Rethinking Streaming Workloads with Akka Streams: Part III

Oct 6, 2019

This series is focused on recomposing workloads that are not traditionally expressed as streaming workloads. Employing a streaming approach can make a problem simpler, more elegant, and more natural. The first article explored streaming tools for flow control, bounded resource-constraints, and error handling, and demonstrated how these tools can be composed with non-streaming workloads. The second article demonstrated how streaming a large collection can be more straightforward than a request-response approach. In this article, the third of this four-part series, I will show how combining actors and streams can make problems simpler, with less code to test and maintain, and with a more natural separation of concerns.

A Simple Cache

Consider an application that needs to cache a list of device identifiers for a collection of IoT devices. An actor is great for maintaining a cache and making it available to a number of threads in a thread-safe and scalable manner.

The actor below, implemented using the functional style of Akka Typed, maintains a cache and returns the cache when queried. This actor is simple and straightforward. It has only one behaviour and it only responds to one message.

object Cache {
  final case class Get(requestId: RequestId, replyTo: ActorRef[CachedDeviceIds])
  final case class CachedDeviceIds(devices: List[DeviceId])

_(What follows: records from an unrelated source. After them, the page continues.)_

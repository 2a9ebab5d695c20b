use crate::{
    core::{FrameIndex, FrameRange},
    encode_ffmpeg::{EncodeConfig, FfmpegEncoder},
    error::SwapmotionResult,
    eval::Evaluator,
    render_cpu::CpuRasterizer,
    stage::Stage,
};

/// One rendered frame. `data` is row-major RGBA8, premultiplied.
#[derive(Clone, Debug)]
pub struct FrameRGBA {
    pub width: u32,
    pub height: u32,
    pub data: Vec<u8>,
    pub premultiplied: bool,
}

/// Evaluate + rasterize a single frame.
pub fn render_frame(
    stage: &Stage,
    rasterizer: &mut CpuRasterizer,
    frame: FrameIndex,
) -> SwapmotionResult<FrameRGBA> {
    let eval = Evaluator::eval_frame(stage, frame)?;
    rasterizer.render_frame(&eval)
}

/// Render a range of frames (inclusive start, exclusive end).
pub fn render_frames(
    stage: &Stage,
    rasterizer: &mut CpuRasterizer,
    range: FrameRange,
) -> SwapmotionResult<Vec<FrameRGBA>> {
    let mut out = Vec::with_capacity(range.len_frames() as usize);
    for f in range.start.0..range.end.0 {
        out.push(render_frame(stage, rasterizer, FrameIndex(f))?);
    }
    Ok(out)
}

/// Render the whole stage and stream it into the ffmpeg encoder. Frames
/// are produced and consumed one at a time; nothing is buffered.
#[tracing::instrument(skip(stage, rasterizer))]
pub fn render_to_mp4(
    stage: &Stage,
    rasterizer: &mut CpuRasterizer,
    cfg: EncodeConfig,
) -> SwapmotionResult<()> {
    let range = stage.frames();
    let mut encoder = FfmpegEncoder::new(cfg, stage.background)?;
    for f in range.start.0..range.end.0 {
        let frame = render_frame(stage, rasterizer, FrameIndex(f))?;
        encoder.encode_frame(&frame)?;
    }
    encoder.finish()
}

  def cached(devices: List[DeviceId]): Behavior[Get] =
    Behaviors.receive { (context, message) =>
      context.log.info("Cache request for requestId {}.", message.requestId)
      message.replyTo ! CachedDeviceIds(devices)
      Behaviors.same
    }
}

This trivial program demonstrates how the cache actor is created and queried:

object SimpleCache extends App {
  val deviceIds = List(
    DeviceId("27ba0ec2-bd08-4473-bb3a-759bf76890ca"),
    DeviceId("e3056593-c56d-4fee-8e05-d1d6918a4f21"),
    DeviceId("6fefd14c-c5b2-498e-a669-0b70d414c9cb")
  )

  val cache = ActorSystem[Get](Cache.cached(deviceIds), "cache")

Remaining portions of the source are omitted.